Corrosion should be a slow process in Duluth’s cold
fresh water. But, Sharrow says, there’s evidence it’s
been happening remarkably quickly for about thirty years.


“What we seem to see here is corrosion that started in
the mid 1970s. We have steel that’s 100 years olds
that’s about as similarly corroded to steel that is 25
to 30 years old.”


It’s a big problem. There’s about thirteen miles of
steel walls lining docks in the harbor that serves
Duluth, Minnesota and Superior, Wisconsin. There’s half
again as many feet of wooden docks, held together with
steel pins. There’s corrosion on the legs of highway
bridges and the giant
steel ore docks that ship millions of tons of taconite
– a type of iron shipped to steel mills in Gary,
Indiana and Cleveland, Ohio.


“We characterize this as a 100-million dollar problem in
the harbor. It’s a huge problem, and what is so odd
about this is that we only see it happening in the
navigational area of the Duluth-Superior Harbor.”

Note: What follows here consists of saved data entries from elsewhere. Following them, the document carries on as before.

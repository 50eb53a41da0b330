use std::thread;
use std::time::{Duration, Instant};

use show_image::{create_window, event, ImageInfo, ImageView, WindowOptions};

use crate::color::{Color, GREEN};
use crate::config::SceneConfig;
use crate::error::Error;
use crate::input::{InputState, Key, MouseButton};
use crate::math::Vec2f;
use crate::model::Model;
use crate::profile::ScopeTimer;
use crate::render::{draw_model, FrameStats, FrameTarget, RenderSettings};
use crate::shader::{Materials, ShaderContext, ShaderProgram};
use crate::texture::Texture;
use crate::transform::TransformSet;

const TARGET_FPS: f64 = 60.0;
/// Radians per second while an arrow key is held.
const KEY_ROTATION_SPEED: f32 = 1.5;
/// Radians per second of the idle spin.
const SPIN_SPEED: f32 = 0.5;
/// Radians per pixel of mouse drag.
const MOUSE_SENSITIVITY: f32 = 0.01;
const WIREFRAME_COLOR: Color = GREEN;

pub struct Context {
    pub config: SceneConfig,
    pub window: bool,
    pub wireframe: bool,
    pub print_fps: bool,
}

/// Everything loaded from disk for one scene.
pub struct Scene {
    pub config: SceneConfig,
    pub model: Model,
    pub materials: Materials,
}

impl Scene {
    /// Mesh and albedo are required. Normal and specular maps that fail to load are skipped with a warning.
    pub fn load(config: SceneConfig) -> Result<Scene, Error> {
        let _timer = ScopeTimer::new("scene load");
        let model = Model::load(&config.mesh_path)?;
        let albedo = Texture::load(&config.albedo_path)?;
        let materials = Materials {
            albedo: Some(albedo),
            tint: config.albedo_tint,
            normal: load_optional(config.normal_path.as_deref(), "normal map"),
            specular: load_optional(config.specular_path.as_deref(), "specular map"),
        };

        return Ok(Scene {
            config,
            model,
            materials,
        });
    }

    /// Clears `target` and draws the model turned by `extra_yaw` on top of its configured pose.
    pub fn render(
        &self,
        target: &mut FrameTarget,
        program: &ShaderProgram,
        settings: &RenderSettings,
        extra_yaw: f32,
    ) -> Result<FrameStats, Error> {
        let _timer = ScopeTimer::new("frame");
        target.clear();

        let camera = self.config.camera();
        let transforms = TransformSet::new(
            self.config.model_matrix(extra_yaw),
            &camera,
            target.width(),
            target.height(),
        )?;
        let ctx = ShaderContext {
            model: &self.model,
            transforms: &transforms,
            light: self.config.light(),
            eye: camera.position,
            materials: &self.materials,
        };

        return Ok(draw_model(&ctx, program, target, settings)?);
    }
}

fn load_optional(path: Option<&std::path::Path>, what: &str) -> Option<Texture> {
    let path = path?;
    return match Texture::load(path) {
        Ok(texture) => Some(texture),
        Err(err) => {
            log::warn!("{} disabled: {}", what, err);
            None
        }
    };
}

fn render_settings(config: &SceneConfig, wireframe: bool) -> RenderSettings {
    return RenderSettings {
        interpolation: config.interpolation,
        cull_backfaces: config.cull_backfaces,
        wireframe: wireframe.then_some(WIREFRAME_COLOR),
    };
}

/// Renders one frame and writes it to `config.output_path`.
pub fn render_to_file(context: &Context) -> Result<FrameStats, Error> {
    let config = &context.config;
    let scene = Scene::load(config.clone())?;
    let program = ShaderProgram::new(config.shader);
    let settings = render_settings(config, context.wireframe);

    let mut target = FrameTarget::new(config.width, config.height);
    let stats = scene.render(&mut target, &program, &settings, 0.0)?;
    target.color.save(&config.output_path, config.rle)?;

    log::info!(
        "{} of {} faces drawn ({} culled, {} behind the camera), {} pixels written to {}",
        stats.faces - stats.culled - stats.dropped,
        stats.faces,
        stats.culled,
        stats.dropped,
        stats.pixels,
        config.output_path.display()
    );
    return Ok(stats);
}

fn key_of(key_code: event::VirtualKeyCode) -> Option<Key> {
    return match key_code {
        event::VirtualKeyCode::Left => Some(Key::Left),
        event::VirtualKeyCode::Right => Some(Key::Right),
        event::VirtualKeyCode::Space => Some(Key::Space),
        event::VirtualKeyCode::Escape => Some(Key::Escape),
        event::VirtualKeyCode::W => Some(Key::W),
        event::VirtualKeyCode::Z => Some(Key::Z),
        _ => None,
    };
}

/// Feeds the window events the viewer cares about into `input`.
fn record_event(input: &mut InputState, window_event: event::WindowEvent) {
    match window_event {
        event::WindowEvent::KeyboardInput(event) => {
            if let Some(key) = event.input.key_code.and_then(key_of) {
                if event.input.state.is_pressed() {
                    input.press(key);
                } else {
                    input.release(key);
                }
            }
        }
        event::WindowEvent::MouseMove(event) => {
            input.move_cursor(Vec2f::new(event.position.x, event.position.y));
        }
        event::WindowEvent::MouseButton(event) => {
            let button = match event.button {
                event::MouseButton::Left => MouseButton::Left,
                event::MouseButton::Right => MouseButton::Right,
                _ => return,
            };
            if event.state.is_pressed() {
                input.press_button(button);
            } else {
                input.release_button(button);
            }
        }
        _ => (),
    }
}

/// Yaw change for a frame lasting `dt` seconds.
pub fn yaw_step(input: &InputState, spin: bool, dt: f32) -> f32 {
    let mut step = 0.0;
    if input.is_down(Key::Left) {
        step -= KEY_ROTATION_SPEED * dt;
    }
    if input.is_down(Key::Right) {
        step += KEY_ROTATION_SPEED * dt;
    }
    if input.is_button_down(MouseButton::Left) {
        step += input.mouse_delta().x * MOUSE_SENSITIVITY;
    } else if spin {
        step += SPIN_SPEED * dt;
    }
    return step;
}

/// Opens a window and redraws the scene every frame until Escape is released.
///
/// Arrows or a left-button drag turn the model, Space toggles the idle spin,
/// W the wireframe overlay and Z the depth buffer view.
pub fn run_window(context: &Context) -> Result<(), Box<dyn std::error::Error>> {
    let config = &context.config;
    let scene = Scene::load(config.clone())?;
    let program = ShaderProgram::new(config.shader);
    let mut settings = render_settings(config, context.wireframe);
    let mut target = FrameTarget::new(config.width, config.height);

    let window_options: WindowOptions = WindowOptions {
        size: Some([config.width, config.height]),
        ..Default::default()
    };
    let window = create_window("output", window_options)?;
    let event_channel = window.event_channel()?;

    let frame_duration = Duration::from_secs_f64(1.0 / TARGET_FPS);
    let mut input = InputState::new();
    let mut yaw = 0.0;
    let mut spin = true;
    let mut show_depth = false;
    let mut last_frame = Instant::now();
    let mut frame_counter_time_begin = Instant::now();
    let mut frame_counter: u32 = 0;
    loop {
        let frame_begin = Instant::now();
        let dt = frame_begin.duration_since(last_frame).as_secs_f32();
        last_frame = frame_begin;

        for window_event in event_channel.try_iter() {
            record_event(&mut input, window_event);
        }
        if input.was_released(Key::Escape) {
            break;
        }
        if input.was_pressed(Key::Space) {
            spin = !spin;
        }
        if input.was_pressed(Key::W) {
            settings.wireframe = match settings.wireframe {
                Some(_) => None,
                None => Some(WIREFRAME_COLOR),
            };
        }
        if input.was_pressed(Key::Z) {
            show_depth = !show_depth;
        }
        yaw += yaw_step(&input, spin, dt);
        input.end_frame();

        scene.render(&mut target, &program, &settings, yaw)?;
        let pixels = if show_depth {
            target.depth.to_grey_texture().to_rgb8_top_down()
        } else {
            target.color.to_rgb8_top_down()
        };
        let image_data = ImageView::new(ImageInfo::rgb8(target.width(), target.height()), &pixels);
        window.set_image("image", image_data)?;

        if context.print_fps {
            frame_counter += 1;
            if frame_counter_time_begin.elapsed().as_secs_f32() > 1.0 {
                log::info!("FPS --- {}", frame_counter);
                frame_counter_time_begin = Instant::now();
                frame_counter = 0;
            }
        }

        if let Some(rest) = frame_duration.checked_sub(frame_begin.elapsed()) {
            thread::sleep(rest);
        }
    }

    return Ok(());
}

pub fn run(context: Context) -> Result<(), Box<dyn std::error::Error>> {
    if context.window {
        return run_window(&context);
    }
    render_to_file(&context)?;
    return Ok(());
}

The harbor links the St Louis River with Lake Superior.
Go a few miles up the river and there’s little corrosion
. So it doesn’t seem like the problem’s there. But, back
in the harbor, at the current rate of corrosion, Sharrow
says, the steel will fail quickly.


“I figure that in about 10 years at the current rate,
we will have to start replacing steel.”


“Particularly marginal operators could decide rather
than repair their docks it would be better for them to
go out of business, and we’re hoping that that isn’t
the case here.”


While the cause is a mystery, there’s no shortage of
theories. It could have something to do with stray
electrical voltage; water acidity; or the kinds of
steel manufactured in recent years. Chad Scott
discovered the corrosion in the late 1990’s. He’s an
engineer and a diver. Scott suspects
a micro-biological connection. He says there might be
something growing in small round pits that form on the
steel.


“We cleaned up the water. That’s the main thing –
that’s one of the main changes that’s happened since
the 70s, is we’ve cleaned up our water. We’ve cleaned
up our harbor, which is a good thing. But, when we
cleaned things up we also induced more dissolved oxygen
and more sunlight can penetrate the water, which tends
to usually promote more growth – more marine
microbiology growth.”


A team of experts met in Duluth in September to share
ideas. They came from the U.S. Navy, The Army Corp of
Engineers, and Ohio State University. And they agreed
there’s something odd going on – possibly related to
microbes or water chemistry. They also recommend that
other Great Lakes ports take a closer look at their
underwater steel. Scott says they at least helped
narrow the focus.


“We have a large laundry list right now. We want to
narrow that down and try to decide what is the real
cause of this corrosion. And these experts, hopefully,
will be able to get us going on the right direction,
so we can start doing testing that will identify the
problem.”


With the experts recommendations in hand, port
officials are now planning a formal study. If they
do figure out the cause, then they’ve got to figure
out how to prevent it. They’re in a race with
something, and right now they don’t even know with
what.


For the Great Lakes Radio Consortium, I’m Bob Kelleher.